SKILL.md 3.3 KB


name: agent-eval

description: Benchmark CodeGraph retrieval quality on a real codebase by comparing agent behavior with vs without CodeGraph. Use when the user runs /agent-eval or asks to test, benchmark, audit, or validate a codegraph version (the local dev build or a published npm version) against a language's repo.

CodeGraph Quality Audit

Measures how much CodeGraph helps an agent versus plain grep/read, for a chosen codegraph version on a chosen real-world repo. Drives the harness in scripts/agent-eval/.

Prerequisites

  • tmux 3+, a logged-in claude CLI, node, git (macOS/Linux).
  • Run from the codegraph repo root.

Workflow

Copy this checklist:

- [ ] 1. Pick version (local or npm)
- [ ] 2. Pick language
- [ ] 3. Pick repo by size
- [ ] 4. Pick harness (headless / tmux / both)
- [ ] 5. Run audit.sh in the background
- [ ] 6. Report results

Step 1 — version. Ask with AskUserQuestion: which codegraph version to test. Offer "Local dev build" and "Latest published"; the free-text "Other" lets the user type a specific version (e.g. 0.7.10). Map the answer to a VERSION token:

  • "Local dev build" → local
  • "Latest published" → latest
  • a typed version → that string (e.g. 0.7.10)

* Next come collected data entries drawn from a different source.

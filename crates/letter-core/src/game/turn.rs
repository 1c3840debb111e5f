use crate::game::effect::{self, EffectKind, EffectParams, EffectResult, PendingEffect};
use crate::game::error::GameError;
use crate::game::history::{HistoryEntry, SkipReason};
use crate::game::state::{Game, GameStatus};
use crate::model::card::Card;
use crate::model::deck::Deck;
use crate::model::player::PlayerId;
use crate::model::rank::Rank;
use crate::model::rank_set::RankCounts;
use rand::Rng;
use tracing::{Level, event};

impl Game {
    /// Starts a round with a freshly shuffled deck.
    pub fn init_round<R: Rng + ?Sized>(&mut self, rng: &mut R) -> Result<(), GameError> {
        self.init_round_with_deck(Deck::shuffled(rng))
    }

    /// Starts a round with `deck` as dealt order. The deck must be the
    /// full catalog.
    pub fn init_round_with_deck(&mut self, deck: Deck) -> Result<(), GameError> {
        if !matches!(self.status, GameStatus::Initialized | GameStatus::RoundEnded) {
            return Err(GameError::WrongStatus {
                expected: GameStatus::RoundEnded,
                actual: self.status,
            });
        }
        if deck.len() != Rank::catalog_size()
            || RankCounts::from_cards(deck.cards().iter()) != RankCounts::catalog()
        {
            return Err(GameError::InvalidDeck);
        }

        for player in &mut self.players {
            player.reset_for_round();
        }
        self.deck = deck;
        self.aside = None;
        self.status = GameStatus::InProgress;
        self.round_number += 1;
        event!(
            target: "letter_core::round",
            Level::DEBUG,
            round = self.round_number,
            players = self.players.len(),
            "round initialized"
        );
        Ok(())
    }

    /// Sets one card aside, deals one card to each seat starting at the
    /// current turn, then gives the current player their second card.
    pub fn distribute_initial_cards(&mut self) -> Result<(), GameError> {
        self.expect_status(GameStatus::InProgress)?;
        let start = self.turn.ok_or(GameError::NoTurn)?;
        if self.players.iter().any(|player| !player.hand.is_empty()) || self.aside.is_some() {
            return Err(GameError::AlreadyDealt);
        }

        self.aside = self.deck.draw();
        let count = self.players.len();
        for offset in 0..count {
            let seat = (start.index() + offset) % count;
            if let Some(card) = self.deck.draw() {
                self.players[seat].hand.add(card);
            }
        }
        self.draw_for(start)
    }

    /// Passes the turn to the next player still in the round and draws
    /// their card. `None` once nobody can take a turn.
    pub fn next_turn(&mut self) -> Result<Option<PlayerId>, GameError> {
        if self.status != GameStatus::InProgress {
            return Ok(None);
        }
        if let Some((player, _)) = self.pending_effect() {
            return Err(GameError::EffectPending(player));
        }
        let current = self.turn.ok_or(GameError::NoTurn)?;
        let count = self.players.len();
        let next = (1..=count)
            .map(|offset| PlayerId::from_index((current.index() + offset) % count))
            .find(|id| !self.players[id.index()].eliminated);

        let Some(next) = next else {
            return Ok(None);
        };
        self.turn = Some(next);
        self.players[next.index()].protected = false;
        self.draw_for(next)?;
        Ok(Some(next))
    }

    fn draw_for(&mut self, id: PlayerId) -> Result<(), GameError> {
        let card = self.deck.draw();
        let player = self.player_mut(id)?;
        if let Some(card) = card {
            player.hand.add(card);
        }
        player.refresh_forced_play();
        Ok(())
    }

    /// Plays the card at `index` from `player`'s hand and returns it.
    ///
    /// A Countess held with a Prince or King is played whatever the index.
    pub fn play_card(&mut self, player: PlayerId, index: usize) -> Result<Card, GameError> {
        self.expect_status(GameStatus::InProgress)?;
        let expected = self.turn.ok_or(GameError::NoTurn)?;
        if expected != player {
            return Err(GameError::OutOfTurn {
                expected,
                actual: player,
            });
        }
        if let Some((pending, _)) = self.pending_effect() {
            return Err(GameError::EffectPending(pending));
        }

        let seat = self.player_mut(player)?;
        if seat.eliminated {
            return Err(GameError::Eliminated(player));
        }
        let len = seat.hand.len();
        if len != 2 {
            return Err(GameError::HandSize { player, len });
        }
        if index >= len {
            return Err(GameError::CardIndex { index, len });
        }

        let forced = seat.must_play_countess || seat.hand.forces_countess();
        let index = if forced {
            seat.hand.position_of(Rank::Countess).unwrap_or(index)
        } else {
            index
        };
        let card = seat
            .hand
            .remove_at(index)
            .ok_or(GameError::CardIndex { index, len })?;
        seat.discards.push(card);
        seat.protected = card.rank == Rank::Handmaid;
        seat.must_play_countess = false;
        let kept = seat.hand.first();

        if card.is_princess() {
            seat.eliminate();
        }
        self.history.push(HistoryEntry::CardPlayed {
            actor: player,
            card,
            kept,
            forced,
        });
        if card.is_princess() {
            event!(
                target: "letter_core::effect",
                Level::DEBUG,
                player = %player,
                "princess discarded"
            );
            return Ok(card);
        }

        if let Some(kind) = EffectKind::from_rank(card.rank) {
            self.raise_effect(player, kind)?;
        }
        Ok(card)
    }

    fn raise_effect(&mut self, actor: PlayerId, kind: EffectKind) -> Result<(), GameError> {
        let Some(pending) = effect::pending_for(self, actor, kind.rank()) else {
            let reason = if kind == EffectKind::Chancellor {
                SkipReason::EmptyDeck
            } else {
                SkipReason::NoTargets
            };
            self.history.push(HistoryEntry::EffectSkipped {
                actor,
                effect: kind,
                reason,
            });
            return Ok(());
        };

        if kind == EffectKind::Chancellor {
            for _ in 0..2 {
                let Some(card) = self.deck.draw() else { break };
                self.player_mut(actor)?.hand.add(card);
            }
        }
        self.player_mut(actor)?.pending_effect = Some(pending);
        Ok(())
    }

    /// What resolving the live pending effect with `params` would do.
    /// Never mutates the game.
    pub fn preview_effect(&self, params: &EffectParams) -> Result<effect::Resolution, GameError> {
        let (actor, pending) = self.pending_effect().ok_or(GameError::NoPendingEffect)?;
        effect::resolve(self, actor, pending, params)
    }

    /// Resolves the live pending effect.
    ///
    /// `None` declines an optional effect and returns `Ok(None)`.
    pub fn resolve_effect(
        &mut self,
        params: Option<EffectParams>,
    ) -> Result<Option<EffectResult>, GameError> {
        let (actor, pending) = self
            .pending_effect()
            .map(|(actor, pending)| (actor, pending.clone()))
            .ok_or(GameError::NoPendingEffect)?;

        let Some(params) = params else {
            return self.decline(actor, &pending);
        };

        let resolution = effect::resolve(self, actor, &pending, &params)?;
        self.player_mut(actor)?.pending_effect = None;
        effect::apply(self, &resolution.mutation)?;
        self.history.push(HistoryEntry::EffectResolved {
            actor,
            result: resolution.result.clone(),
        });
        event!(
            target: "letter_core::effect",
            Level::DEBUG,
            actor = %actor,
            effect = ?pending.effect,
            target = ?resolution.result.target,
            eliminated = ?resolution.result.eliminated.map(|e| e.player),
            "effect resolved"
        );
        Ok(Some(resolution.result))
    }

    fn decline(
        &mut self,
        actor: PlayerId,
        pending: &PendingEffect,
    ) -> Result<Option<EffectResult>, GameError> {
        if pending.required {
            return Err(GameError::ParamsRequired(pending.effect));
        }
        self.player_mut(actor)?.pending_effect = None;
        self.history.push(HistoryEntry::EffectSkipped {
            actor,
            effect: pending.effect,
            reason: SkipReason::Declined,
        });
        Ok(None)
    }
}
use letter_bot::BotParams;
use letter_core::game::state::{MAX_PLAYERS, MIN_PLAYERS};
use serde::{Deserialize, Serialize};
use std::collections::HashSet;
use std::fs;
use std::path::{Path, PathBuf};
use thiserror::Error;
use tracing::Level;

const DEFAULT_LATENCY_BUDGET_MS: u64 = 50;

/// Root benchmark configuration loaded from YAML.
#[derive(Debug, Clone, Deserialize, PartialEq)]
pub struct BenchmarkConfig {
    pub run_id: String,
    pub games: GamesConfig,
    pub agents: Vec<AgentConfig>,
    pub outputs: OutputsConfig,
    #[serde(default)]
    pub metrics: MetricsConfig,
    #[serde(default)]
    pub logging: LoggingConfig,
}

impl BenchmarkConfig {
    /// Reads, parses and validates a YAML file.
    pub fn from_path(path: impl AsRef<Path>) -> Result<Self, ConfigError> {
        let path = path.as_ref().to_path_buf();
        let raw = fs::read_to_string(&path).map_err(|source| ConfigError::Read {
            source,
            path: path.clone(),
        })?;
        let mut cfg: BenchmarkConfig =
            serde_yaml::from_str(&raw).map_err(|source| ConfigError::Parse {
                source,
                path: path.clone(),
            })?;
        cfg.validate()
            .map_err(|source| ConfigError::Invalid { path, source })?;
        Ok(cfg)
    }

    /// Checks every block and fills in the seat and rotation counts left
    /// out of the file.
    pub fn validate(&mut self) -> Result<(), ValidationError> {
        check_name("run_id", &self.run_id)?;
        validate_agents(&self.agents)?;
        self.games.normalize(self.agents.len());
        self.games.validate(self.agents.len())?;
        self.outputs.validate(&self.run_id)?;
        self.metrics.validate(&self.agents)
    }

    /// Output paths with `{run_id}` substituted.
    pub fn resolved_outputs(&self) -> ResolvedOutputs {
        self.outputs.resolve(&self.run_id)
    }
}

/// How many games to play and how seats rotate between them.
#[derive(Debug, Clone, Deserialize, PartialEq)]
pub struct GamesConfig {
    pub seed: Option<u64>,
    pub games: usize,
    /// Table size; defaults to one seat per agent.
    #[serde(default)]
    pub players: Option<usize>,
    /// Seat rotations played per seed; defaults to every rotation.
    #[serde(default)]
    pub rotations: Option<usize>,
}

impl GamesConfig {
    fn normalize(&mut self, agents: usize) {
        let players = *self.players.get_or_insert(agents);
        self.rotations.get_or_insert(players);
    }

    fn validate(&self, agents: usize) -> Result<(), ValidationError> {
        if self.games == 0 {
            return Err(invalid("games.games", "at least one game per rotation"));
        }
        let players = self.player_count();
        if !(MIN_PLAYERS..=MAX_PLAYERS).contains(&players) {
            return Err(invalid(
                "games.players",
                format!("table size must be between {MIN_PLAYERS} and {MAX_PLAYERS}"),
            ));
        }
        if players != agents {
            return Err(invalid(
                "games.players",
                format!("{players} seats configured but {agents} agents listed"),
            ));
        }
        let rotations = self.rotation_count();
        if rotations == 0 || rotations > players {
            return Err(invalid(
                "games.rotations",
                format!("rotations must be between 1 and {players}"),
            ));
        }
        Ok(())
    }

    pub fn player_count(&self) -> usize {
        self.players.unwrap_or(0)
    }

    pub fn rotation_count(&self) -> usize {
        self.rotations.unwrap_or(1)
    }
}

/// Definition of a tournament participant.
#[derive(Debug, Clone, Deserialize, PartialEq)]
pub struct AgentConfig {
    pub name: String,
    pub kind: AgentKind,
    /// Heuristic tuning; missing keys keep their defaults.
    #[serde(default)]
    pub params: Option<BotParams>,
}

#[derive(Debug, Clone, Copy, Deserialize, Serialize, PartialEq, Eq)]
#[serde(rename_all = "snake_case")]
pub enum AgentKind {
    Heuristic,
    Random,
}

/// Where the per-seat rows and the Markdown summary go. Both may use
/// `{run_id}`.
#[derive(Debug, Clone, Deserialize, PartialEq)]
pub struct OutputsConfig {
    pub jsonl: String,
    pub summary_md: String,
}

impl OutputsConfig {
    fn resolve(&self, run_id: &str) -> ResolvedOutputs {
        ResolvedOutputs {
            jsonl: PathBuf::from(self.jsonl.replace("{run_id}", run_id)),
            summary_md: PathBuf::from(self.summary_md.replace("{run_id}", run_id)),
        }
    }

    fn validate(&self, run_id: &str) -> Result<(), ValidationError> {
        let resolved = self.resolve(run_id);
        for (field, path) in [
            ("outputs.jsonl", &resolved.jsonl),
            ("outputs.summary_md", &resolved.summary_md),
        ] {
            if path.file_name().is_none() {
                return Err(invalid(field, "must name a file"));
            }
        }
        if resolved.jsonl == resolved.summary_md {
            return Err(invalid(
                "outputs.summary_md",
                "summary would overwrite the game log",
            ));
        }
        Ok(())
    }
}

/// Baseline for the significance column and the per-decision latency budget.
#[derive(Debug, Clone, Deserialize, PartialEq)]
pub struct MetricsConfig {
    #[serde(default)]
    pub baseline: Option<String>,
    #[serde(default = "default_latency_budget_ms")]
    pub latency_budget_ms: u64,
}

impl Default for MetricsConfig {
    fn default() -> Self {
        Self {
            baseline: None,
            latency_budget_ms: DEFAULT_LATENCY_BUDGET_MS,
        }
    }
}

impl MetricsConfig {
    fn validate(&self, agents: &[AgentConfig]) -> Result<(), ValidationError> {
        match &self.baseline {
            None => return Err(invalid("metrics.baseline", "name the agent to compare against")),
            Some(baseline) if !agents.iter().any(|agent| &agent.name == baseline) => {
                return Err(invalid(
                    "metrics.baseline",
                    format!("'{baseline}' is not one of the agents"),
                ));
            }
            Some(_) => {}
        }
        if self.latency_budget_ms == 0 {
            return Err(invalid("metrics.latency_budget_ms", "budget must be positive"));
        }
        Ok(())
    }
}

fn default_latency_budget_ms() -> u64 {
    DEFAULT_LATENCY_BUDGET_MS
}

/// Structured event log, off unless asked for.
#[derive(Debug, Clone, Default, Deserialize, PartialEq)]
pub struct LoggingConfig {
    #[serde(default)]
    pub enable_structured: bool,
    #[serde(default)]
    pub tracing_level: Option<String>,
}

impl LoggingConfig {
    /// Configured level, `None` when unset or unrecognised.
    pub fn level(&self) -> Option<Level> {
        self.tracing_level.as_deref()?.trim().parse().ok()
    }
}

/// Run ids and agent names end up in paths and table rows.
fn check_name(field: &str, name: &str) -> Result<(), ValidationError> {
    if name.trim().is_empty() {
        return Err(invalid(field, "must not be empty"));
    }
    if !name
        .chars()
        .all(|c| c.is_ascii_alphanumeric() || matches!(c, '.' | '_' | '-'))
    {
        return Err(invalid(field, "only letters, digits, '.', '_' and '-' are allowed"));
    }
    Ok(())
}

fn validate_agents(agents: &[AgentConfig]) -> Result<(), ValidationError> {
    let mut seen = HashSet::new();
    for agent in agents {
        check_name(&format!("agents[{}].name", agent.name), &agent.name)?;
        if !seen.insert(agent.name.as_str()) {
            return Err(invalid(
                "agents",
                format!("agent '{}' is listed twice", agent.name),
            ));
        }
        match (agent.kind, &agent.params) {
            (AgentKind::Random, Some(_)) => {
                return Err(invalid(
                    &format!("agents[{}].params", agent.name),
                    "random agents take no parameters",
                ));
            }
            (_, Some(params)) if !(0.0..=1.0).contains(&params.countess_bluff_rate) => {
                return Err(invalid(
                    &format!("agents[{}].params.countess_bluff_rate", agent.name),
                    "bluff rate must be a probability",
                ));
            }
            _ => {}
        }
    }
    Ok(())
}

/// Fully resolved output paths.
#[derive(Debug, Clone, PartialEq, Eq)]
pub struct ResolvedOutputs {
    pub jsonl: PathBuf,
    pub summary_md: PathBuf,
}

#[derive(Debug, Error)]
pub enum ConfigError {
    #[error("cannot read {path:?}: {source}")]
    Read {
        #[source]
        source: std::io::Error,
        path: PathBuf,
    },
    #[error("cannot parse {path:?}: {source}")]
    Parse {
        #[source]
        source: serde_yaml::Error,
        path: PathBuf,
    },
    #[error("{path:?}: {source}")]
    Invalid {
        path: PathBuf,
        #[source]
        source: ValidationError,
    },
}

#[derive(Debug, Error)]
pub enum ValidationError {
    #[error("{field}: {message}")]
    InvalidField { field: String, message: String },
}

fn invalid(field: &str, message: impl Into<String>) -> ValidationError {
    ValidationError::InvalidField {
        field: field.to_string(),
        message: message.into(),
    }
}
use crate::model::card::Card;
use crate::model::rank::Rank;
use rand::SeedableRng;
use rand::rngs::StdRng;
use rand::seq::SliceRandom;
use serde::{Deserialize, Serialize};

/// Draw pile. The end of the vector is the top of the stack.
#[derive(Debug, Clone, Default, PartialEq, Eq, Serialize, Deserialize)]
pub struct Deck {
    cards: Vec<Card>,
}

impl Deck {
    pub fn standard() -> Self {
        let mut cards = Vec::with_capacity(Rank::catalog_size());
        for rank in Rank::ORDERED.iter().copied() {
            for copy in 0..rank.quantity() {
                cards.push(Card::new(rank, copy));
            }
        }
        Self { cards }
    }

    pub fn shuffled<R: rand::Rng + ?Sized>(rng: &mut R) -> Self {
        let mut deck = Self::standard();
        deck.shuffle_in_place(rng);
        deck
    }

    pub fn shuffled_with_seed(seed: u64) -> Self {
        let mut rng = StdRng::seed_from_u64(seed);
        Self::shuffled(&mut rng)
    }

    pub fn from_cards(cards: Vec<Card>) -> Self {
        Self { cards }
    }

    pub fn empty() -> Self {
        Self { cards: Vec::new() }
    }

    pub fn shuffle_in_place<R: rand::Rng + ?Sized>(&mut self, rng: &mut R) {
        // Fisher-Yates
        self.cards.shuffle(rng);
    }

    pub fn draw(&mut self) -> Option<Card> {
        self.cards.pop()
    }

    /// Places `cards` under the stack; the first card ends up lowest.
    pub fn put_bottom(&mut self, cards: &[Card]) {
        self.cards.splice(0..0, cards.iter().copied());
    }

    pub fn peek_top(&self) -> Option<&Card> {
        self.cards.last()
    }

    pub fn len(&self) -> usize {
        self.cards.len()
    }

    pub fn is_empty(&self) -> bool {
        self.cards.is_empty()
    }

    pub fn cards(&self) -> &[Card] {
        &self.cards
    }
}
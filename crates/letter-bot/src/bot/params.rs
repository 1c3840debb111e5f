use letter_core::model::rank::Rank;
use serde::{Deserialize, Serialize};

/// Tunables for the heuristic bot.
///
/// `play_priority` is indexed by rank value. When no other heuristic fires the
/// bot plays the card with the strictly higher priority, otherwise the second
/// card. Spy and Handmaid sit at the top, the Princess is never played.
#[derive(Debug, Clone, PartialEq, Serialize, Deserialize)]
#[serde(default)]
pub struct BotParams {
    pub play_priority: [u8; 10],
    pub countess_bluff_rate: f64,
    /// Highest rank a Chancellor keeps early in the round.
    pub chancellor_safe_max: Rank,
    /// Probability above which a Prince is aimed at a suspected Princess.
    pub prince_princess_threshold: f64,
}

impl BotParams {
    pub fn priority(&self, rank: Rank) -> u8 {
        self.play_priority[rank.index()]
    }
}

impl Default for BotParams {
    fn default() -> Self {
        Self {
            play_priority: [5, 4, 3, 2, 5, 2, 3, 1, 1, 0],
            countess_bluff_rate: 0.2,
            chancellor_safe_max: Rank::Chancellor,
            prince_princess_threshold: 0.5,
        }
    }
}

#[cfg(test)]
mod tests {
    use super::*;

    #[test]
    fn princess_has_the_lowest_priority() {
        let params = BotParams::default();
        for rank in Rank::ORDERED {
            if rank != Rank::Princess {
                assert!(params.priority(rank) > params.priority(Rank::Princess));
            }
        }
        assert_eq!(params.priority(Rank::Spy), params.priority(Rank::Handmaid));
    }

    #[test]
    fn partial_json_falls_back_to_defaults() {
        let params: BotParams = serde_json::from_str(r#"{"countess_bluff_rate":0.0}"#).unwrap();
        assert_eq!(params.countess_bluff_rate, 0.0);
        assert_eq!(params.play_priority, BotParams::default().play_priority);
    }
}
use super::{Policy, PolicyContext};
use crate::bot::{BotContext, BotDifficulty, BotParams, CardDecision, CardPlanner, EffectPlanner};
use crate::error::BotError;
use letter_core::game::{EffectKind, EffectParams, PendingEffect};
use letter_core::model::rank::Rank;
use rand::SeedableRng;
use rand::rngs::StdRng;
use tracing::{Level, event};

/// Adapter that drives CardPlanner/EffectPlanner behind the Policy trait
pub struct HeuristicPolicy {
    difficulty: BotDifficulty,
    params: BotParams,
    rng: StdRng,
    /// Effect parameters a clue-driven card choice was made for.
    planned: Option<EffectParams>,
}

impl HeuristicPolicy {
    pub fn new(params: BotParams, seed: u64) -> Self {
        Self {
            difficulty: BotDifficulty::Normal,
            params,
            rng: StdRng::seed_from_u64(seed),
            planned: None,
        }
    }

    pub fn with_seed(seed: u64) -> Self {
        Self::new(BotParams::default(), seed)
    }

    pub fn params(&self) -> &BotParams {
        &self.params
    }
}

/// Planned parameters still fit the effect actually raised.
fn plan_fits(planned: &EffectParams, pending: &PendingEffect) -> bool {
    let Some(target) = planned.target else {
        return false;
    };
    if !pending.allows(target) {
        return false;
    }
    match pending.effect {
        EffectKind::Guard => planned.guess.is_some_and(|guess| guess != Rank::Guard),
        EffectKind::Baron | EffectKind::Prince => true,
        EffectKind::Priest | EffectKind::Chancellor | EffectKind::King => false,
    }
}

impl Policy for HeuristicPolicy {
    fn choose_card(&mut self, ctx: &PolicyContext<'_>) -> Result<usize, BotError> {
        let bot_ctx = BotContext::new(ctx.me, ctx.game, &self.params, ctx.features, self.difficulty)?;
        let decision = CardPlanner::choose(&bot_ctx, &mut self.rng)?;
        log_card_decision(&bot_ctx, &decision);
        self.planned = decision.planned.clone();
        Ok(decision.index)
    }

    fn choose_effect(
        &mut self,
        ctx: &PolicyContext<'_>,
        pending: &PendingEffect,
    ) -> Result<EffectParams, BotError> {
        if let Some(planned) = self.planned.take() {
            if plan_fits(&planned, pending) {
                log_effect_decision(ctx, pending, &planned, "planned");
                return Ok(planned);
            }
        }
        let bot_ctx = BotContext::new(ctx.me, ctx.game, &self.params, ctx.features, self.difficulty)?;
        let params = EffectPlanner::choose(&bot_ctx, pending, &mut self.rng)?;
        log_effect_decision(ctx, pending, &params, "heuristic_effect");
        Ok(params)
    }
}

fn log_card_decision(ctx: &BotContext<'_>, decision: &CardDecision) {
    if !tracing::enabled!(Level::INFO) {
        return;
    }

    let hand = ctx
        .hand()
        .iter()
        .map(|card| card.rank.to_string())
        .collect::<Vec<_>>()
        .join(",");

    event!(
        target: "letter_bot::card",
        Level::INFO,
        seat = %ctx.me,
        difficulty = ?ctx.difficulty,
        round = ctx.game.round_number(),
        stage = ?ctx.round_stage(),
        deck = ctx.game.deck().len(),
        hand = %hand,
        chosen = %decision.card.rank,
        planned = ?decision.planned,
        reason = decision.reason,
    );
}

fn log_effect_decision(
    ctx: &PolicyContext<'_>,
    pending: &PendingEffect,
    params: &EffectParams,
    reason: &str,
) {
    if !tracing::enabled!(Level::INFO) {
        return;
    }

    event!(
        target: "letter_bot::effect",
        Level::INFO,
        seat = %ctx.me,
        effect = ?pending.effect,
        valid_targets = pending.valid_targets.len(),
        target = ?params.target,
        guess = ?params.guess,
        keep = ?params.keep,
        reason,
    );
}

#[cfg(test)]
mod tests {
    use super::*;
    use crate::bot::BotFeatures;
    use crate::bot::testing::dealt;
    use letter_core::model::player::PlayerId;

    #[test]
    fn planned_guess_is_reused_for_the_effect() {
        // P0 sees P1's Baron, P1 discards a Spy, P0 plays the Guard.
        let mut game = dealt(
            2,
            &[Rank::Spy, Rank::Priest, Rank::Baron, Rank::Guard, Rank::Spy, Rank::Prince],
        );
        let priest = game.player(PlayerId(0)).unwrap().hand.position_of(Rank::Priest).unwrap();
        game.play_card(PlayerId(0), priest).unwrap();
        game.resolve_effect(Some(EffectParams::target(PlayerId(1)))).unwrap();
        game.next_turn().unwrap();
        let spy = game.player(PlayerId(1)).unwrap().hand.position_of(Rank::Spy).unwrap();
        game.play_card(PlayerId(1), spy).unwrap();
        game.next_turn().unwrap();

        let mut policy = HeuristicPolicy::with_seed(2);
        let ctx = PolicyContext {
            me: PlayerId(0),
            game: &game,
            features: BotFeatures::default(),
        };
        let index = policy.choose_card(&ctx).unwrap();
        assert_eq!(game.player(PlayerId(0)).unwrap().hand.get(index).unwrap().rank, Rank::Guard);

        game.play_card(PlayerId(0), index).unwrap();
        let (_, pending) = game.pending_effect().unwrap();
        let pending = pending.clone();
        let ctx = PolicyContext {
            me: PlayerId(0),
            game: &game,
            features: BotFeatures::default(),
        };
        let params = policy.choose_effect(&ctx, &pending).unwrap();
        assert_eq!(params, EffectParams::guess(PlayerId(1), Rank::Baron));
        let result = game.resolve_effect(Some(params)).unwrap().unwrap();
        assert_eq!(result.eliminated.map(|e| e.player), Some(PlayerId(1)));
    }

    #[test]
    fn stale_plan_is_ignored_for_other_effects() {
        let planned = EffectParams::guess(PlayerId(1), Rank::Baron);
        let pending = PendingEffect {
            effect: EffectKind::King,
            valid_targets: vec![PlayerId(1)],
            required: true,
        };
        assert!(!plan_fits(&planned, &pending));
        let pending = PendingEffect {
            effect: EffectKind::Guard,
            valid_targets: vec![PlayerId(2)],
            required: false,
        };
        assert!(!plan_fits(&planned, &pending));
    }
}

Step 2 — language. Read .claude/skills/agent-eval/corpus.json. Ask with AskUserQuestion which language to test, listing the languages that have entries.

Step 3 — repo. From the chosen language's entries, ask which repo. Label each option with its size and file count, e.g. excalidraw — Medium (~600 files). Each entry carries the repo URL and a representative question.

Step 4 — harness. Ask with AskUserQuestion which harness to run, and map the answer to a MODE token:

  • "Headless" → headlessclaude -p with stream-json: exact tokens/cost and a clean tool sequence (2 runs, fast, no TTY).
  • "Interactive (tmux)" → tmux — drives the real Claude TUI in tmux: faithful Explore-subagent behavior, metrics from session logs (2 runs, slower).
  • "Both" → all — headless + interactive (4 runs).

Step 5 — run. Launch in the background (sets the version, clones if missing, wipes + re-indexes, runs the chosen arms — several minutes):

scripts/agent-eval/audit.sh <VERSION> <repo-name> <repo-url> "<question>" <MODE>

Step 6 — report. When the job finishes, read the log and report per arm:

  • Headless (parse-run.mjs): total tool calls, file Reads, Grep/Bash, codegraph-tool calls, duration, total cost.
  • Interactive (parse-session.mjs): the VERDICT: codegraph_explore used Nx | Read N | Grep/Bash N and TOKENS: lines.

Lead with cost + tool/Read counts — they are the reliable signals; raw token in/out are confounded by subagent delegation and prompt caching. State whether codegraph reduced effort and whether both arms reached a correct answer.

Notes

  • The index is rebuilt every run (audit.sh wipes .codegraph) — different versions extract differently, so an index must be served by the same binary that built it.
  • audit.sh temporarily mutates the global codegraph install for the test, then restores your dev link via local-install.sh.
  • Corpus repos are cloned to /tmp/codegraph-corpus (reused if already present).
  • Add or edit repos in corpus.json (fields: name, repo, size, files, question).